[Stored data]
###

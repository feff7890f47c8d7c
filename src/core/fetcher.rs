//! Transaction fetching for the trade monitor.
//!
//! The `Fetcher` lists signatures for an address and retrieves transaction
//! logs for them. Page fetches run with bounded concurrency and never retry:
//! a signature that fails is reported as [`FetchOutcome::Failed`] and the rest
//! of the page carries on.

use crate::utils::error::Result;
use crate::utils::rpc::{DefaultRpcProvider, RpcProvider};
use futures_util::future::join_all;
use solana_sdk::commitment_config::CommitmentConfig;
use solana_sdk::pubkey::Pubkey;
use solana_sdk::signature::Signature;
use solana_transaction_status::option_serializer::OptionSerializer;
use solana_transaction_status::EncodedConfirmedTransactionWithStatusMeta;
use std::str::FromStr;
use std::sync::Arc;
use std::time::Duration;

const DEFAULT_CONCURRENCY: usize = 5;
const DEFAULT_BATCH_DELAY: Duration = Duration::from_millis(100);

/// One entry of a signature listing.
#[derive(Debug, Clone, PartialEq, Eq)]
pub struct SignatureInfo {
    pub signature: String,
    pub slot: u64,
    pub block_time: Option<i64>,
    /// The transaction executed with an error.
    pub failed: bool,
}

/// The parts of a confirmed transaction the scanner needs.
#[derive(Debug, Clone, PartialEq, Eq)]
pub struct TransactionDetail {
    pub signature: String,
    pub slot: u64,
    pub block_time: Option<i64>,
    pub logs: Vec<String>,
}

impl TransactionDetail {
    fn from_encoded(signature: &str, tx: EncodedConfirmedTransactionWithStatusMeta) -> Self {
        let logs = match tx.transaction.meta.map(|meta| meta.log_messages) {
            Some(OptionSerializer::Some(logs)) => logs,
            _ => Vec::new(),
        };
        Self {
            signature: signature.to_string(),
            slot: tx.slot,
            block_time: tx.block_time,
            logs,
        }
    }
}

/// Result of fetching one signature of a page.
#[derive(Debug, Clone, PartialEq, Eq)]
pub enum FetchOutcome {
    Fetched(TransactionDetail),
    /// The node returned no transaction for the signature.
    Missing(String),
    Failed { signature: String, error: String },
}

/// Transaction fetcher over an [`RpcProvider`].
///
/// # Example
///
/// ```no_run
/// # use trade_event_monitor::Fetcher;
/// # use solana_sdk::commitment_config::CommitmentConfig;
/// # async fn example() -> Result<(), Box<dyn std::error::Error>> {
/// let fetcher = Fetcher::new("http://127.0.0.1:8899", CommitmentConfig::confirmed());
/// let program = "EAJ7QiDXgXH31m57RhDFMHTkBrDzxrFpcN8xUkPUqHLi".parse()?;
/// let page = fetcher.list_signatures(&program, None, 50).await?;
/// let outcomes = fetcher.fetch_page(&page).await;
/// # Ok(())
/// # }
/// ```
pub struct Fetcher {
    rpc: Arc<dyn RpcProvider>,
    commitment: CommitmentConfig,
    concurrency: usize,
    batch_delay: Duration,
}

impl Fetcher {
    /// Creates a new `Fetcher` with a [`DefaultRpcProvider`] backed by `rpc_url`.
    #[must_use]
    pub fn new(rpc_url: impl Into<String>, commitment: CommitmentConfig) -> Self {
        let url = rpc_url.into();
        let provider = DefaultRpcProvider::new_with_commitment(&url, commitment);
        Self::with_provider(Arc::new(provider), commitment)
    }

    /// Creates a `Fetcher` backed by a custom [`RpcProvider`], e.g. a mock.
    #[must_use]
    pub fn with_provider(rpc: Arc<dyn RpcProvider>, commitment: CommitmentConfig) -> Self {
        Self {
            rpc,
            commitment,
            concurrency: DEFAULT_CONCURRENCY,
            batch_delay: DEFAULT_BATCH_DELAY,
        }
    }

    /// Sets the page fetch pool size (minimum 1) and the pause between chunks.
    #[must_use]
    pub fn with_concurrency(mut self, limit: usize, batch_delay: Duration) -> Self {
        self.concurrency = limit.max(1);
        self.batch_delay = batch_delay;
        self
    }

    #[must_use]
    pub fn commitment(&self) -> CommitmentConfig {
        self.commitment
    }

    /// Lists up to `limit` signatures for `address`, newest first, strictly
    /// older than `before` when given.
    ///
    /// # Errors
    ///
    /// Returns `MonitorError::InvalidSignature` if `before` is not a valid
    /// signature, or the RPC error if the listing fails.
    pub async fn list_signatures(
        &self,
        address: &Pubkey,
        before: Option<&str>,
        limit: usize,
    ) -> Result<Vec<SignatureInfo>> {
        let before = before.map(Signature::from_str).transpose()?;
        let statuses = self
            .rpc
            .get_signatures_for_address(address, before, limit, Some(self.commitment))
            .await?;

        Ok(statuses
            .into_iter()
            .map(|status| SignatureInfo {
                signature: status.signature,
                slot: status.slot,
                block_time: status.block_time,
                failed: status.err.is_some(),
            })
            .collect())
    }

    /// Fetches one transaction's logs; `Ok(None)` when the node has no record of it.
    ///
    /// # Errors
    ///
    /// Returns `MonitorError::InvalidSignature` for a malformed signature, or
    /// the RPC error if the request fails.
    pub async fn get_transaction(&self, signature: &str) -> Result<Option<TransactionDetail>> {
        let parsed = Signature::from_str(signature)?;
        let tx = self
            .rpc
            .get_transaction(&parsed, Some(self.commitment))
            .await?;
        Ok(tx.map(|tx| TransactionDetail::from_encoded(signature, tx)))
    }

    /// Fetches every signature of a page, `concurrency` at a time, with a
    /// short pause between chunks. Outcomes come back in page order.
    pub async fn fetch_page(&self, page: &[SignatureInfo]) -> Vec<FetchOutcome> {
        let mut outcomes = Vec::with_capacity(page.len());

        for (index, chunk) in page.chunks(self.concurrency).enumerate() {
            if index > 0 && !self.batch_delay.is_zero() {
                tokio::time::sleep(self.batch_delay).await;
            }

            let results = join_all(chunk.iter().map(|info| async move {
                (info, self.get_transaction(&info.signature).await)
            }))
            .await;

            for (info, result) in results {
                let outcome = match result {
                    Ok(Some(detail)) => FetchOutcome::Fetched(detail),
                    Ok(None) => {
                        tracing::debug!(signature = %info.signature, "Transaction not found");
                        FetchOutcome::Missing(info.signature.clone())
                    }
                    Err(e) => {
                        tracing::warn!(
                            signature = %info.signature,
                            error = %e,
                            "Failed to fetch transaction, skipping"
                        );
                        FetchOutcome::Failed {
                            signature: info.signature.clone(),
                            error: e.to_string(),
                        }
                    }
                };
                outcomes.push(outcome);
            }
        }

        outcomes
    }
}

###

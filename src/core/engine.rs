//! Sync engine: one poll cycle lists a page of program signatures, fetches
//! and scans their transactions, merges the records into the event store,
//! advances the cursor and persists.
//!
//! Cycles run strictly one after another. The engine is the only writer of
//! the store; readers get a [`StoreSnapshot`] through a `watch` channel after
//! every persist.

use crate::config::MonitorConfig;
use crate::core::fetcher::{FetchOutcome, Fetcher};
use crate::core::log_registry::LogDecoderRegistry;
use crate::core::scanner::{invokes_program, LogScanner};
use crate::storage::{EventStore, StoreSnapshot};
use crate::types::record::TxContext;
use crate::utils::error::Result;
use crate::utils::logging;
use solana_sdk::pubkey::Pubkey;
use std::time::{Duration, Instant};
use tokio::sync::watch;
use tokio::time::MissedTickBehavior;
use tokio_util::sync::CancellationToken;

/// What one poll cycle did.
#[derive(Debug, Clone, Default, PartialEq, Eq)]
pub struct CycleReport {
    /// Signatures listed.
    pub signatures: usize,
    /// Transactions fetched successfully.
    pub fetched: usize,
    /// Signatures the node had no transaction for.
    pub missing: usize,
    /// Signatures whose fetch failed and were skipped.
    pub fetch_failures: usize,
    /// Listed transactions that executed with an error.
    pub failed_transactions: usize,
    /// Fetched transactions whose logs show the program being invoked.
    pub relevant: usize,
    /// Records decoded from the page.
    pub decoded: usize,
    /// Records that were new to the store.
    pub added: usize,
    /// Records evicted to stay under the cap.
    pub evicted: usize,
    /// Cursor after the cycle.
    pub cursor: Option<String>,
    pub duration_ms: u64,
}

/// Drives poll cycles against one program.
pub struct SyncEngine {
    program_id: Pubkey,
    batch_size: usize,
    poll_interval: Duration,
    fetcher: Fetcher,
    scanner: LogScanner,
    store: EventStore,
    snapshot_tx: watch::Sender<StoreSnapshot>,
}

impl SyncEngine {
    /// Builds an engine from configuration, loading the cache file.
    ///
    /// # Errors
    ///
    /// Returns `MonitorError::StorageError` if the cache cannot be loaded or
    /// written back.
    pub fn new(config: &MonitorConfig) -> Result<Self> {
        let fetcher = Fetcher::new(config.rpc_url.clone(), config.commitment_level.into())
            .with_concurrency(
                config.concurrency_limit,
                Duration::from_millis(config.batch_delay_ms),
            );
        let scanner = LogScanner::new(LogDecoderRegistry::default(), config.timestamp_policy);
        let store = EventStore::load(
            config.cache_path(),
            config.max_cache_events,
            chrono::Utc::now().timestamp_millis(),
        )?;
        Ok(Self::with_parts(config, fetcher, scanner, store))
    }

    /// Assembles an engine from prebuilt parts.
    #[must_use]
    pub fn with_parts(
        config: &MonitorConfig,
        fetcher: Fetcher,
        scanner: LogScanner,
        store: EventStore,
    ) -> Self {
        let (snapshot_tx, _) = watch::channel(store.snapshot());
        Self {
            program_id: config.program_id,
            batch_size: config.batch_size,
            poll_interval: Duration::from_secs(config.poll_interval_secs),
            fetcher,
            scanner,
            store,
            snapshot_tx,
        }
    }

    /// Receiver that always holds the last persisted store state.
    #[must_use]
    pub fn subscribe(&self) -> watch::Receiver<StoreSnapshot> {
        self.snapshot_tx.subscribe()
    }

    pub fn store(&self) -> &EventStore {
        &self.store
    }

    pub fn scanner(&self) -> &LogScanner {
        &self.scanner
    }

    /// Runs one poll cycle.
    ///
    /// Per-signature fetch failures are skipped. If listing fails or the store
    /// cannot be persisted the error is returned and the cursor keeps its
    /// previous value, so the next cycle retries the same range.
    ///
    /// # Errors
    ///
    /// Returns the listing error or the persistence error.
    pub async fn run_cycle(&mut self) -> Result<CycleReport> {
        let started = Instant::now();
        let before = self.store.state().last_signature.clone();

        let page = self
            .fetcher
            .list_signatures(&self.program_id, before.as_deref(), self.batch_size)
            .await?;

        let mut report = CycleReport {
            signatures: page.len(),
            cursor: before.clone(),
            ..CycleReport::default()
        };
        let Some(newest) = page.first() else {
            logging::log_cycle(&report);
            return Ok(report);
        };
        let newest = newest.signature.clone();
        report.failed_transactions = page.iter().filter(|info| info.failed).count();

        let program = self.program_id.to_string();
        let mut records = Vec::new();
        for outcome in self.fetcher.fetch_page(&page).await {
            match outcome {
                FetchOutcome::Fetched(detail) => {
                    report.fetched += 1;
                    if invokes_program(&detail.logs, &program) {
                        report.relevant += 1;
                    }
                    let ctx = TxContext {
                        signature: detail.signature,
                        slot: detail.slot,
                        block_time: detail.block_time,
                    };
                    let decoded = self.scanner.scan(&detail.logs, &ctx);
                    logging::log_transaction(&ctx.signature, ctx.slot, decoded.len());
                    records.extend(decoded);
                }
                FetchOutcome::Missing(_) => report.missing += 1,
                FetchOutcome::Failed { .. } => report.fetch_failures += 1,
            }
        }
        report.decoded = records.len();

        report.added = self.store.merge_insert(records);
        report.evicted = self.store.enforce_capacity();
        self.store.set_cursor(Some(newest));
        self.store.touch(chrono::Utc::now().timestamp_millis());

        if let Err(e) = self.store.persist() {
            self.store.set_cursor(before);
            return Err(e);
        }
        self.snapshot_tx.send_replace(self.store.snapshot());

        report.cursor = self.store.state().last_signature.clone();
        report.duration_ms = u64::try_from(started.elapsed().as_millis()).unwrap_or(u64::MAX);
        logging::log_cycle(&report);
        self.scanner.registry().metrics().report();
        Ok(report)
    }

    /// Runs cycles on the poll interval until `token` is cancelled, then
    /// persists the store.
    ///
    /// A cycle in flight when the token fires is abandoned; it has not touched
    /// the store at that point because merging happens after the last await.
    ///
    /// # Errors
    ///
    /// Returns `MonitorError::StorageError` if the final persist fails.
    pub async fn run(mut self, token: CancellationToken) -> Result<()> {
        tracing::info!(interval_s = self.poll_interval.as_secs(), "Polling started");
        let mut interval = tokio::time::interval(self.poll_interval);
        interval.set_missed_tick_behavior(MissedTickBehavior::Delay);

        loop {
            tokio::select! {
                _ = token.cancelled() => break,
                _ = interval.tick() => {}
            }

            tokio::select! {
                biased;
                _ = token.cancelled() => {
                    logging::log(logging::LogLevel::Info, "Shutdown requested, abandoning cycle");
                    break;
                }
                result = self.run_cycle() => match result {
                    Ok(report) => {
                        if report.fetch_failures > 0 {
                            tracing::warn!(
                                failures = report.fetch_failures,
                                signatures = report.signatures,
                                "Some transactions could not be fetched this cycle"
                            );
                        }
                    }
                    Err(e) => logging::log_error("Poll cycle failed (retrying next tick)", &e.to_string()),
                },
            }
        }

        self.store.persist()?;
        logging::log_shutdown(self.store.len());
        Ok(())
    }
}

###

> [What the task requires]
Pull out the lines above in which the word "StorageError" appears.

> [Task result]
    /// Returns `MonitorError::StorageError` if the cache cannot be loaded or
    /// Returns `MonitorError::StorageError` if the final persist fails.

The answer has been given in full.